*** DATA FOR THIS TASK ***

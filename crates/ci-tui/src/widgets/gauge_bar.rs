use ratatui::layout::Rect;
use ratatui::style::{Color, Style};
use ratatui::text::{Line, Span};
use ratatui::widgets::Paragraph;
use ratatui::Frame;

/// Renders a one-line horizontal bar with a padded label and a trailing value.
///
/// Example output: ` Sales Calls          [█░░░░░░░░░░░] 63 `
///
/// `fraction` is clamped to `0.0..=1.0`. A non-zero fraction always fills at
/// least one cell so tiny values stay visible next to large ones.
pub fn render_gauge(
    frame: &mut Frame,
    area: Rect,
    label: &str,
    label_width: usize,
    fraction: f64,
    value_text: &str,
    color: Color,
) {
    if area.height == 0 {
        return;
    }
    let fraction = if fraction.is_nan() {
        0.0
    } else {
        fraction.clamp(0.0, 1.0)
    };

    let label_display = format!(" {:<width$}", label, width = label_width);
    let value_display = format!(" {}", value_text);
    // " label" + " [" + "]" + " value"
    let overhead = label_display.chars().count() + 2 + 1 + value_display.chars().count();
    let bar_width = (area.width as usize).saturating_sub(overhead);

    if bar_width == 0 {
        return;
    }

    let mut filled_count = (bar_width as f64 * fraction).round() as usize;
    if fraction > 0.0 && filled_count == 0 {
        filled_count = 1;
    }
    let filled_count = filled_count.min(bar_width);
    let empty_count = bar_width - filled_count;

    let filled: String = "\u{2588}".repeat(filled_count); // █
    let empty: String = "\u{2591}".repeat(empty_count); // ░

    let line = Line::from(vec![
        Span::styled(label_display, Style::default().fg(Color::White)),
        Span::raw(" ["),
        Span::styled(filled, Style::default().fg(color)),
        Span::styled(empty, Style::default().fg(Color::DarkGray)),
        Span::raw("]"),
        Span::styled(value_display, Style::default().fg(Color::White)),
    ]);

    frame.render_widget(Paragraph::new(line), area);
}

*** End of DATA FOR THIS TASK ***

* **INSTRUCTIONS TO FOLLOW**
Search the listing for the word "usize". Copy every line in which it occurs.

* **YOUR RESPONSE**
    label_width: usize,
    let bar_width = (area.width as usize).saturating_sub(overhead);
    let mut filled_count = (bar_width as f64 * fraction).round() as usize;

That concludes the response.